Surging demand from data centres to meet the needs of artificial intelligence and other cloud services are one main driver of the trend. Co-location is already happening in some places, notably where data centres have been built alongside existing nuclear power plants at Susquehanna in the US and in recent years at Kalinin in Russia. Looking ahead, several small reactor companies are vying for data centre supply contracts and X-energy’s Ben Reinke noted that the surety of its 1 GWe contract with Amazon gave its supply chain the confidence to make necessary capital investments.
In Poland, five of the six locations identified by Orlen Synthos Green Energy would be based on clustering, said company CEO Rafał Kasprów. He noted that Poland also consumes some 55 GWt of district heating nationally, including 4.6 GWt in Warsaw. “It is not feasible to build cables and electrify,” he said, “Easier to replace the source of energy and that’s why we focus on SMRs for heat production.”
In the Netherlands a study by developer ULC looked at the co-location of two Rolls-Royce SMRs with a hydrogen production facility using high temperature electrolysis. Company CEO Dirk Rabelink said it found this to be feasible, especially when compared with strategies based on enormous overbuilding of variable renewables.
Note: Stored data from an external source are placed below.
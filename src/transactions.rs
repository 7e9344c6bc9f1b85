use std::{fs, marker::PhantomData, path::PathBuf};

/// Filesystem mutations that can be undone when a run is abandoned.
pub enum RollbackOperation {
    RemoveFile(PathBuf),
    RemoveDir(PathBuf),
}

/// Transaction still collecting operations.
pub struct Active;
/// Transaction resolved successfully; nothing to undo.
pub struct Committed;
/// Transaction abandoned; rollback happens on drop.
pub struct Canceled;

pub trait TransactionState {
    const SHOULD_ROLLBACK: bool;
}
impl TransactionState for Active {
    const SHOULD_ROLLBACK: bool = true;
}
impl TransactionState for Committed {
    const SHOULD_ROLLBACK: bool = false;
}
impl TransactionState for Canceled {
    const SHOULD_ROLLBACK: bool = true;
}

/// Tracks every directory and file created while applying a tree so a failed
/// or declined run leaves no half-written output behind.
///
/// A `Transaction<Active>` records a [`RollbackOperation`] per mutation.
/// [`commit`](Transaction::commit) discards them; dropping the transaction
/// while still `Active` (an early return through `?`) or after
/// [`cancel`](Transaction::cancel) undoes them in reverse order.
pub struct Transaction<State: TransactionState> {
    rollback_operations: Vec<RollbackOperation>,
    state: PhantomData<State>,
}
impl Transaction<Active> {
    pub fn new() -> Self {
        Transaction {
            rollback_operations: vec![],
            state: PhantomData,
        }
    }

    pub fn add_operation(&mut self, operation: RollbackOperation) {
        self.rollback_operations.push(operation);
    }

    /// Finalizes the transaction; the created tree is kept.
    pub fn commit(mut self) -> Transaction<Committed> {
        self.rollback_operations.clear();

        Transaction {
            rollback_operations: vec![],
            state: PhantomData,
        }
    }

    /// Abandons the transaction; everything recorded is removed on drop.
    pub fn cancel(mut self) -> Transaction<Canceled> {
        let rollback_operations = std::mem::take(&mut self.rollback_operations);

        Transaction {
            rollback_operations,
            state: PhantomData,
        }
    }
}
impl Default for Transaction<Active> {
    fn default() -> Self {
        Self::new()
    }
}
impl<S: TransactionState> Drop for Transaction<S> {
    fn drop(&mut self) {
        if S::SHOULD_ROLLBACK && !self.rollback_operations.is_empty() {
            log::debug!("rolling back {} operations", self.rollback_operations.len());
            while let Some(operation) = self.rollback_operations.pop() {
                match operation {
                    RollbackOperation::RemoveDir(path) => {
                        log::debug!("removing dir: {}", path.display());
                        let _ = fs::remove_dir_all(&path);
                    }
                    RollbackOperation::RemoveFile(path) => {
                        log::debug!("removing file: {}", path.display());
                        let _ = fs::remove_file(&path);
                    }
                }
            }
        }
    }
}

#[cfg(test)]
mod tests {
    use super::*;

    #[test]
    fn dropping_an_active_transaction_rolls_back() {
        let scratch = tempfile::tempdir().unwrap();
        let file = scratch.path().join("deployment.yaml");
        fs::write(&file, "kind: Deployment\n").unwrap();

        {
            let mut trx = Transaction::<Active>::new();
            trx.add_operation(RollbackOperation::RemoveFile(file.clone()));
        }

        assert!(!file.exists());
    }

    #[test]
    fn committed_transaction_keeps_the_tree() {
        let scratch = tempfile::tempdir().unwrap();
        let file = scratch.path().join("service.yaml");
        fs::write(&file, "kind: Service\n").unwrap();

        let mut trx = Transaction::<Active>::new();
        trx.add_operation(RollbackOperation::RemoveFile(file.clone()));
        let _committed = trx.commit();

        assert!(file.exists());
    }

    #[test]
    fn canceled_transaction_removes_directories() {
        let scratch = tempfile::tempdir().unwrap();
        let dir = scratch.path().join("apps");
        fs::create_dir_all(&dir).unwrap();

        let mut trx = Transaction::<Active>::new();
        trx.add_operation(RollbackOperation::RemoveDir(dir.clone()));
        drop(trx.cancel());

        assert!(!dir.exists());
    }
}
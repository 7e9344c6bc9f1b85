use inquire::Confirm;
use miette::Diagnostic;
use thiserror::Error;

#[derive(Debug, Error, Diagnostic)]
pub enum PromptError {
    #[error("Error occurred trying to prompt user")]
    #[diagnostic(code(temelie::prompt::confirm))]
    Confirm(#[from] inquire::InquireError),
}

/// Asks whether the previewed tree should actually be written.
pub fn confirm_apply() -> Result<bool, PromptError> {
    let answer = Confirm::new("Write the previewed tree?")
        .with_default(false)
        .with_help_message("Nothing has been written yet")
        .prompt()?;

    Ok(answer)
}
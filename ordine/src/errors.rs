#[derive(Debug, Eq, PartialEq)]
pub enum SortError<Node> {
    CycleDetected(Vec<(Node, Node)>),
}

impl<Node> std::error::Error for SortError<Node> where
    Node: Clone + Ord + core::fmt::Display + core::fmt::Debug
{
}

impl<Node: Clone + Ord + std::fmt::Display + std::fmt::Debug> std::fmt::Display
    for SortError<Node>
{
    fn fmt(&self, f: &mut core::fmt::Formatter<'_>) -> core::fmt::Result {
        match self {
            SortError::CycleDetected(edges) => {
                write!(f, "cycle through edges:")?;
                for (src, dest) in edges.iter() {
                    write!(f, " {} -> {}", src, dest)?;
                }
                Ok(())
            }
        }
    }
}
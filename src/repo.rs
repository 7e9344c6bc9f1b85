use git2::{IndexAddOption, Repository, Signature};
use miette::Diagnostic;
use std::path::{Path, PathBuf};
use thiserror::Error;

#[derive(Debug, Error, Diagnostic)]
pub enum RepoError {
    #[error("unable to initialize git repository at '{path}': {source}")]
    #[diagnostic(code(temelie::repo::git_init))]
    GitInit {
        path: PathBuf,
        #[source]
        source: git2::Error,
    },

    #[error("unable to commit emitted tree at '{path}': {source}")]
    #[diagnostic(
        code(temelie::repo::git_commit),
        help("The tree was written; commit it manually")
    )]
    GitCommit {
        path: PathBuf,
        #[source]
        source: git2::Error,
    },
}

/// Turns a freshly emitted destination into a git repository with the whole
/// tree in an initial commit; FluxCD reconciles against git, not a bare
/// directory.
pub fn init_and_commit(destination: &Path) -> Result<(), RepoError> {
    let repository =
        Repository::init(destination).map_err(|error| RepoError::GitInit {
            path: destination.to_path_buf(),
            source: error,
        })?;

    let commit = |repository: &Repository| -> Result<(), git2::Error> {
        let mut index = repository.index()?;
        index.add_all(["*"].iter(), IndexAddOption::DEFAULT, None)?;
        index.write()?;

        let tree_id = index.write_tree()?;
        let tree = repository.find_tree(tree_id)?;

        let signature = Signature::now("temelie", "temelie@localhost")?;

        repository.commit(
            Some("HEAD"),
            &signature,
            &signature,
            "Scaffold homelab GitOps tree",
            &tree,
            &[],
        )?;

        Ok(())
    };

    commit(&repository).map_err(|error| RepoError::GitCommit {
        path: destination.to_path_buf(),
        source: error,
    })?;

    log::debug!("initial commit created at {}", destination.display());

    Ok(())
}

#[cfg(test)]
mod tests {
    use super::*;

    #[test]
    fn emitted_tree_gets_an_initial_commit() {
        let scratch = tempfile::tempdir().unwrap();
        let destination = scratch.path().join("homelab-gitops");
        std::fs::create_dir_all(&destination).unwrap();
        std::fs::write(destination.join("README.md"), "# Homelab\n").unwrap();

        init_and_commit(&destination).unwrap();

        let repository = Repository::open(&destination).unwrap();
        let head = repository.head().unwrap().peel_to_commit().unwrap();

        assert_eq!(head.message(), Some("Scaffold homelab GitOps tree"));
        assert_eq!(head.parent_count(), 0);
    }
}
As well as producing hydrogen towards the European Union’s targets, the facility could provide other services, said Rabelink. By keeping the electrolyser in a hot standby using nuclear heat in the form of steam, the system could respond to grid fluctuations “in milliseconds”, said Rabelink, thereby supporting grid stability.
Given that the Netherlands' grid will probably be dominated by offshore wind in decades to come, Rabelink said the nuclear hydrogen facility could also generate revenue by switching to put some of its electricity onto the grid when market conditions are favourable.
One very serious advantage of energy clusters to those countries that develop them is energy security, said Kasprów. The potential to give key industries the most resilient and secure energy supply possible, which is free from the influence of fossil fuel markets, is strategically attractive.
Open Group
Separately, the conversation around energy clusters expanded on 2 September with the formation of the Industrial Advanced Nuclear Consortium. Under the banner of The Open Group, founder members Chevron, ConocoPhillips, ExxonMobil, Freeport-McMoRan, Nucor, Rio Tinto, and Shell said they would "leverage their integration and project delivery expertise to define the requirements for the application of nuclear technology to provide process heat and power for their respective industries". They plan to engage with the US Nuclear Regulatory Commission.
"There is an urgent need to better leverage nuclear energy to address the application of heat and power solutions. We believe that an open architecture approach can enable cost effective solutions that can be replicated to drive this adoption," said Steve Nunn, President and CEO of The Open Group. "By bringing together large industrial end users and the supplier community, we can draw on the huge amount of industry expertise in project delivery, reduce cost and schedule uncertainty, and effectively deliver nuclear projects that serve the needs of the industry."